«Тот или иной бог может, буде таковой каприз взбредет в его кучевую голову, в любой момент посетить человека и на какой-то отрезок времени в человека вселиться. <…> Очаг не отличается от амфитеатра, стадион от алтаря, кастрюля от статуи» (с. 82).
Порою это рассуждения об истории, наводящие на мысль о Зощенко и даже об Аверченко:
«Что воспоследовало — хорошо известно: невесть откуда возникли турки. Откуда они появились, ответ на это не очень внятен; ясно, что весьма издалека. Что привело их на берег Босфора — тоже не очень ясно, но понятно, что лошади» (с. 94).

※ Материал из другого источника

//! Show command implementation.

use clap::Parser;
use serde::Serialize;
use stencil_templates::{CategoryManager, TemplateRecord};

use super::select_managers;
use crate::cli::CommandContext;
use crate::error::CliError;
use crate::output::{print_output, FormattedOutput};

const MAX_SUGGESTIONS: usize = 5;

/// Print a template and its description
#[derive(Debug, Parser)]
pub struct ShowCommand {
    /// Template as `{name}.{extension}`, e.g. `NewClass.java`
    #[arg(value_name = "QUALIFIED_NAME")]
    pub name: String,

    /// Only search this category
    #[arg(short, long, value_name = "NAME")]
    pub category: Option<String>,
}

impl ShowCommand {
    pub fn execute(&self, ctx: &CommandContext) -> Result<(), CliError> {
        let managers = select_managers(&ctx.loader, self.category.as_deref())?;

        let Some((manager, template)) = managers
            .iter()
            .find_map(|m| m.find(&self.name).map(|t| (*m, t)))
        else {
            return Err(CliError::not_found_with_suggestions(
                "Template",
                &self.name,
                suggestions(&managers, &self.name),
            ));
        };

        let output = ShowOutput {
            category: manager.name(),
            content: template.text()?,
            description: template.description_text()?,
            template,
        };
        print_output(ctx, &output)
    }
}

/// Qualified names containing `wanted`, ignoring case.
fn suggestions(managers: &[&CategoryManager], wanted: &str) -> Vec<String> {
    let wanted = wanted.to_lowercase();
    let mut found: Vec<String> = managers
        .iter()
        .flat_map(|m| m.templates())
        .map(TemplateRecord::qualified_name)
        .filter(|name| name.to_lowercase().contains(&wanted))
        .collect();
    found.sort();
    found.dedup();
    found.truncate(MAX_SUGGESTIONS);
    found
}

#[derive(Debug, Serialize)]
pub struct ShowOutput<'a> {
    pub category: &'a str,
    pub template: &'a TemplateRecord,
    pub content: String,
    pub description: Option<String>,
}

impl FormattedOutput for ShowOutput<'_> {
    fn format_text(&self) -> String {
        let mut text = self.content.trim_end().to_string();
        if let Some(description) = &self.description {
            text.push_str("\n\n--- description ---\n");
            text.push_str(description.trim_end());
        }
        text
    }
}
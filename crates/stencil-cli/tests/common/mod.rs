//! Common test utilities for CLI testing.

#![allow(dead_code)]

use std::fs;
use std::path::{Path, PathBuf};

use assert_cmd::Command;
use tempfile::{tempdir, TempDir};

/// A project directory plus one plugin directory
pub struct TestContext {
    pub project: TempDir,
    pub plugin: TempDir,
}

impl TestContext {
    pub fn new() -> Self {
        Self {
            project: tempdir().expect("Failed to create project dir"),
            plugin: tempdir().expect("Failed to create plugin dir"),
        }
    }

    /// Add a file beneath the plugin's `fileTemplates` directory
    pub fn with_bundled(self, relative: &str, body: &str) -> Self {
        write(&self.plugin.path().join("fileTemplates"), relative, body);
        self
    }

    /// Add a user override beneath `.stencil/fileTemplates`
    pub fn with_customized(self, relative: &str, body: &str) -> Self {
        write(&self.project.path().join(".stencil/fileTemplates"), relative, body);
        self
    }

    /// Write `.stencil/config.yaml`
    pub fn with_config(self, yaml: &str) -> Self {
        write(self.project.path(), ".stencil/config.yaml", yaml);
        self
    }

    pub fn plugin_path(&self) -> &Path {
        self.plugin.path()
    }

    pub fn template_root(&self) -> PathBuf {
        self.plugin.path().join("fileTemplates")
    }

    /// A command run in the project with the plugin registered
    pub fn command(&self) -> Command {
        let mut cmd = self.bare_command();
        cmd.arg("--plugin-dir").arg(self.plugin.path());
        cmd
    }

    /// A command run in the project with no plugin registered
    pub fn bare_command(&self) -> Command {
        let mut cmd = Command::cargo_bin("stencil").expect("Binary not found");
        cmd.current_dir(self.project.path())
            .env_remove("STENCIL_CONFIG")
            .env_remove("STENCIL_PROJECT_DIR")
            .env_remove("RUST_LOG")
            .env("STENCIL_LOCALE", "en_US")
            .arg("--project")
            .arg(self.project.path());
        cmd
    }
}

impl Default for TestContext {
    fn default() -> Self {
        Self::new()
    }
}

fn write(root: &Path, relative: &str, body: &str) {
    let path = root.join(relative);
    fs::create_dir_all(path.parent().expect("path has a parent")).expect("Failed to create dir");
    fs::write(path, body).expect("Failed to write file");
}
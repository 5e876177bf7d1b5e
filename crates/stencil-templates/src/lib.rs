//! Bundled file template loading for Stencil
//!
//! Plugins ship default file templates under a `fileTemplates/` resource
//! directory. This crate discovers those directories, sorts every template
//! into a category and pairs it with the best localized description:
//! ```text
//! fileTemplates/
//! ├── default.html                  default template description
//! ├── NewClass.java.ft              "Default" category
//! ├── NewClass.java_en.html         description, English
//! ├── internal/Interface.java.ft    "Internal" category
//! ├── includes/default.html         default include description
//! ├── includes/File Header.java.ft  "Includes" category
//! ├── code/Test Method.java.ft      "Code" category
//! └── j2ee/web.xml.ft               "J2EE" category
//! ```
//!
//! [`TemplatesLoader`] runs the discovery pass; each category's records are
//! then read through its [`CategoryManager`].

pub mod category;
pub mod classify;
pub mod description;
pub mod enumerate;
pub mod filetype;
pub mod loader;
pub mod manager;
pub mod plugin;
pub mod record;
pub mod resource;

pub use category::Category;
pub use filetype::{ExtensionRegistry, FileTypeRegistry};
pub use loader::{LoaderOptions, TemplatesLoader};
pub use manager::CategoryManager;
pub use plugin::{PluginDescriptor, PluginRegistry, StaticPluginRegistry};
pub use record::{TemplateRecord, TemplateSource};
pub use resource::{DirectoryResourceProvider, ResourceProvider};

/// Re-exported so callers can name resource locations.
pub use url::Url;

/// Result type for template loading operations
pub type Result<T> = std::result::Result<T, TemplateError>;

/// Errors that can occur while loading templates
#[derive(Debug, thiserror::Error)]
pub enum TemplateError {
    /// Template not found
    #[error("Template not found: {0}")]
    NotFound(String),

    /// Resource location could not be built or parsed
    #[error("Invalid resource URL: {0}")]
    InvalidUrl(#[from] url::ParseError),

    /// Path cannot be expressed as a file URL
    #[error("Invalid resource path: {}", .0.display())]
    InvalidPath(std::path::PathBuf),

    /// Only `file:` resources can be listed and read
    #[error("Unsupported resource URL scheme `{scheme}`: {url}")]
    UnsupportedScheme { scheme: String, url: String },

    /// The file type registry knows no extension for a template file
    #[error("No registered extension for template file `{0}`")]
    UnknownExtension(String),

    /// A resource path that does not name a `.ft` template
    #[error("Not a template path: {0}")]
    InvalidTemplatePath(String),

    /// IO error
    #[error("IO error: {0}")]
    Io(#[from] std::io::Error),

    /// Reading template or description text failed
    #[error(transparent)]
    Fs(#[from] stencil_common_fs::FsError),
}
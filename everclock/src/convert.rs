//! The pure timestamp converters at the heart of the engine.
//!
//! Each function maps a real-world UNIX timestamp onto one in-game snapshot
//! and is total over `i64`: timestamps before an epoch are valid and
//! represent pre-epoch history. Euclidean division keeps day and cycle
//! positions non-negative on that side. Nothing here touches instance
//! state; caching and rollover tracking live in [`crate::engine`].

use crate::common::UnixSeconds;
use crate::constants::WorldCalendar;
use crate::snapshot::{ClockSnapshot, DateSnapshot, MoonPhase, MoonSnapshot};

/// Computes the in-game wall-clock reading at `timestamp`.
pub fn clock_at(cal: &WorldCalendar, timestamp: UnixSeconds) -> ClockSnapshot {
    let into_day = timestamp.wrapping_sub(cal.clock_epoch).rem_euclid(cal.day_seconds);
    let fractional_hours = 24.0 * into_day as f64 / cal.day_seconds as f64;
    let hour = fractional_hours.floor();
    let fractional_minutes = (fractional_hours - hour) * 60.0;
    let minute = fractional_minutes.floor();
    let second = ((fractional_minutes - minute) * 60.0).floor();
    ClockSnapshot {
        hour: hour as u8,
        minute: minute as u8,
        second: second as u8,
    }
}

/// Computes the in-game calendar date at `timestamp`.
pub fn date_at(cal: &WorldCalendar, timestamp: UnixSeconds) -> DateSnapshot {
    let elapsed = timestamp.wrapping_sub(cal.date_epoch);
    let days_past = elapsed.div_euclid(cal.day_seconds);
    let weekday = (days_past + cal.start_weekday).rem_euclid(7) as u8;

    let years_past = days_past.div_euclid(cal.year_days);
    let mut days = days_past - years_past * cal.year_days;
    let year = cal.start_year + years_past;

    let mut month: u8 = 1;
    for length in cal.month_lengths.iter() {
        // A remainder equal to the month's length belongs to the next month.
        if days < *length {
            break;
        }
        days -= *length;
        month += 1;
    }

    DateSnapshot {
        era: cal.start_era,
        year,
        month,
        day: (days + 1) as u8,
        weekday,
    }
}

/// Computes the moon descriptor at `timestamp`.
pub fn moon_at(cal: &WorldCalendar, timestamp: UnixSeconds) -> MoonSnapshot {
    let into_cycle = timestamp.wrapping_sub(cal.moon_epoch).rem_euclid(cal.moon_cycle_seconds);
    let cycle_seconds = cal.moon_cycle_seconds as f64;
    let phase_fraction = into_cycle as f64 / cycle_seconds;

    let phase = phase_of(cal, phase_fraction);
    let is_waxing = phase_fraction <= cal.phase_end(MoonPhase::WaxingGibbous);

    let phase_span = 1.0 / 8.0;
    let fraction_within_phase = phase_fraction % phase_span;
    let seconds_to_next_phase = (phase_span - fraction_within_phase) * cycle_seconds;
    let days_to_next_phase = seconds_to_next_phase / cal.day_seconds as f64;

    let full_end = cal.phase_end(MoonPhase::Full);
    let mut seconds_to_full_moon = (full_end - phase_fraction) * cycle_seconds;
    if phase_fraction > full_end {
        seconds_to_full_moon += cycle_seconds;
    }
    let days_to_full_moon = seconds_to_full_moon / cal.day_seconds as f64;

    let illuminated_fraction = if phase_fraction <= 0.5 {
        2.0 * phase_fraction
    } else {
        1.0 - 2.0 * (phase_fraction - 0.5)
    };

    MoonSnapshot {
        phase_fraction,
        phase,
        is_waxing,
        fraction_within_phase,
        seconds_to_next_phase,
        days_to_next_phase,
        seconds_to_full_moon,
        days_to_full_moon,
        illuminated_fraction,
    }
}

/// Picks the first phase whose end fraction exceeds `phase_fraction`.
fn phase_of(cal: &WorldCalendar, phase_fraction: f64) -> MoonPhase {
    for (phase, end) in cal.phase_bounds.iter() {
        if phase_fraction < *end {
            return *phase;
        }
    }
    // Floating point can land in the sliver above the last bound.
    MoonPhase::WaningCrescent
}

#[cfg(test)]
mod tests {
    use super::*;
    use crate::constants::CALENDAR;

    const DAY: i64 = CALENDAR.day_seconds;

    #[test]
    fn clock_components_stay_in_range() {
        let samples = [
            CALENDAR.clock_epoch,
            CALENDAR.clock_epoch - 1,
            CALENDAR.clock_epoch + 12_345,
            0,
            -86_400,
            1_579_645_663,
            9_999_999_999,
        ];
        for ts in samples {
            let snapshot = clock_at(&CALENDAR, ts);
            assert!(snapshot.hour < 24, "hour out of range at {}", ts);
            assert!(snapshot.minute < 60, "minute out of range at {}", ts);
            assert!(snapshot.second < 60, "second out of range at {}", ts);
        }
    }

    #[test]
    fn clock_repeats_every_game_day() {
        let base = CALENDAR.clock_epoch + 5_000;
        for k in [-3_i64, -1, 1, 2, 400] {
            assert_eq!(clock_at(&CALENDAR, base), clock_at(&CALENDAR, base + k * DAY));
        }
    }

    #[test]
    fn clock_reads_midnight_on_exact_day_multiples() {
        let ts = CALENDAR.clock_epoch + 100 * DAY;
        let expected = ClockSnapshot { hour: 0, minute: 0, second: 0 };
        assert_eq!(clock_at(&CALENDAR, ts), expected);
    }

    #[test]
    fn clock_subdivides_the_day() {
        // 3000 real seconds is 2.5 game hours.
        let snapshot = clock_at(&CALENDAR, CALENDAR.clock_epoch + 3_000);
        assert_eq!(snapshot, ClockSnapshot { hour: 2, minute: 30, second: 0 });
        // 900 real seconds is 45 game minutes.
        let snapshot = clock_at(&CALENDAR, CALENDAR.clock_epoch + 900);
        assert_eq!(snapshot, ClockSnapshot { hour: 0, minute: 45, second: 0 });
    }

    #[test]
    fn clock_wraps_positive_before_the_epoch() {
        // Half a game hour before midnight of day zero.
        let snapshot = clock_at(&CALENDAR, CALENDAR.clock_epoch - 600);
        assert_eq!(snapshot, ClockSnapshot { hour: 23, minute: 30, second: 0 });
    }

    #[test]
    fn date_matches_the_reference_day() {
        let ts = CALENDAR.date_epoch + 93 * DAY;
        let expected = DateSnapshot { era: 2, year: 582, month: 4, day: 4, weekday: 5 };
        assert_eq!(date_at(&CALENDAR, ts), expected);
    }

    #[test]
    fn date_starts_at_the_epoch() {
        let expected = DateSnapshot { era: 2, year: 582, month: 1, day: 1, weekday: 3 };
        assert_eq!(date_at(&CALENDAR, CALENDAR.date_epoch), expected);
    }

    #[test]
    fn full_months_roll_into_the_next() {
        // Exactly 31 elapsed days lands on the first day of month two.
        let snapshot = date_at(&CALENDAR, CALENDAR.date_epoch + 31 * DAY);
        assert_eq!((snapshot.month, snapshot.day), (2, 1));
    }

    #[test]
    fn dates_before_the_epoch_count_backwards() {
        let snapshot = date_at(&CALENDAR, CALENDAR.date_epoch - 1);
        let expected = DateSnapshot { era: 2, year: 581, month: 12, day: 29, weekday: 2 };
        assert_eq!(snapshot, expected);
    }

    #[test]
    fn years_advance_after_a_full_walk() {
        let ts = CALENDAR.date_epoch + (CALENDAR.year_days + 59) * DAY;
        let expected = DateSnapshot { era: 2, year: 583, month: 2, day: 29, weekday: 2 };
        assert_eq!(date_at(&CALENDAR, ts), expected);
    }

    #[test]
    fn moon_matches_the_reference_fixture() {
        let snapshot = moon_at(&CALENDAR, 1_579_645_663);
        assert_eq!(snapshot.phase, MoonPhase::FirstQuarter);
        assert_eq!((snapshot.illuminated_fraction * 100.0).floor() as u32, 51);
        assert!(snapshot.is_waxing);
    }

    #[test]
    fn moon_cycle_starts_new_and_peaks_full() {
        let new = moon_at(&CALENDAR, CALENDAR.moon_epoch);
        assert_eq!(new.phase, MoonPhase::New);
        assert_eq!(new.phase_fraction, 0.0);
        assert_eq!(new.illuminated_fraction, 0.0);
        assert!(new.is_waxing);

        let half = CALENDAR.moon_epoch + CALENDAR.moon_cycle_seconds / 2;
        let full = moon_at(&CALENDAR, half);
        assert_eq!(full.phase, MoonPhase::Full);
        assert_eq!(full.illuminated_fraction, 1.0);
        assert!(!full.is_waxing);
    }

    #[test]
    fn phases_follow_the_cycle_order() {
        let expected = [
            MoonPhase::New,
            MoonPhase::WaxingCrescent,
            MoonPhase::FirstQuarter,
            MoonPhase::WaxingGibbous,
            MoonPhase::Full,
            MoonPhase::WaningGibbous,
            MoonPhase::ThirdQuarter,
            MoonPhase::WaningCrescent,
        ];
        for (k, phase) in expected.iter().enumerate() {
            let ts = CALENDAR.moon_epoch + k as i64 * CALENDAR.moon_cycle_seconds / 8;
            assert_eq!(moon_at(&CALENDAR, ts).phase, *phase, "at phase index {}", k);
        }
    }

    #[test]
    fn the_top_sliver_clamps_to_waning_crescent() {
        let snapshot = moon_at(&CALENDAR, CALENDAR.moon_epoch - 1);
        assert_eq!(snapshot.phase, MoonPhase::WaningCrescent);
        assert!(!snapshot.is_waxing);
        assert!(snapshot.phase_fraction > 0.9375);
    }

    #[test]
    fn countdowns_at_a_quarter_cycle() {
        let ts = CALENDAR.moon_epoch + CALENDAR.moon_cycle_seconds / 4;
        let snapshot = moon_at(&CALENDAR, ts);
        assert_eq!(snapshot.fraction_within_phase, 0.0);
        assert_eq!(snapshot.seconds_to_next_phase, CALENDAR.phase_seconds);
        assert_eq!(snapshot.days_to_next_phase, CALENDAR.phase_days);
        assert_eq!(snapshot.seconds_to_full_moon, 265_500.0);
        assert_eq!(snapshot.days_to_full_moon, 9.21875);
    }

    #[test]
    fn past_full_the_countdown_wraps_forward() {
        let ts = CALENDAR.moon_epoch + 3 * CALENDAR.moon_cycle_seconds / 4;
        let snapshot = moon_at(&CALENDAR, ts);
        assert_eq!(snapshot.seconds_to_full_moon, 690_300.0);
        assert!(snapshot.seconds_to_full_moon < CALENDAR.moon_cycle_seconds as f64);
    }

    #[test]
    fn illumination_changes_slowly_between_samples() {
        let mut previous = moon_at(&CALENDAR, CALENDAR.moon_epoch).illuminated_fraction;
        let mut ts = CALENDAR.moon_epoch + 3_000;
        let end = CALENDAR.moon_epoch + CALENDAR.moon_cycle_seconds + 3_000;
        while ts <= end {
            let current = moon_at(&CALENDAR, ts).illuminated_fraction;
            assert!((current - previous).abs() < 0.05, "jump at {}", ts);
            previous = current;
            ts += 3_000;
        }
    }

    #[test]
    fn converters_accept_pre_epoch_history() {
        let clock = clock_at(&CALENDAR, -1);
        assert!(clock.hour < 24);

        let date = date_at(&CALENDAR, 0);
        assert!(date.year < CALENDAR.start_year);
        assert!((1..=12).contains(&date.month));
        assert!(date.weekday < 7);

        let moon = moon_at(&CALENDAR, -1_000);
        assert!((0.0..1.0).contains(&moon.phase_fraction));
    }
}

Эти приемы Бродского невозможно подвести под понятие сказа — уже хотя бы потому, что расстояние между нарратором и автором определяется с трудом. Скорее следовало бы говорить о специфическом модусе повествования. Этот модус включает, среди прочего, постоянную оглядку на читателя или собеседника, постоянное его провоцирование, стремление к диалогу, который кончается, не успев начаться:
«И еще я предвижу, что не будет ни ваз, ни черепков, ни блюда, ни человека в очках. Что возражений не последует, что воцарится молчание. Не столько как знак согласия, сколько как свидетельство безразличия» (с. 102–103).
Во всяком случае, переводить эту речь на английский затруднительно или невозможно.
Лихой, даже фельетонный язык эссе обладает особым семантическим потенциалом. Как уже отмечалось, автор ироничен по отношению к самому себе: осознавая и используя безъязычие советской эпохи, он тем самым его преодолевает[396]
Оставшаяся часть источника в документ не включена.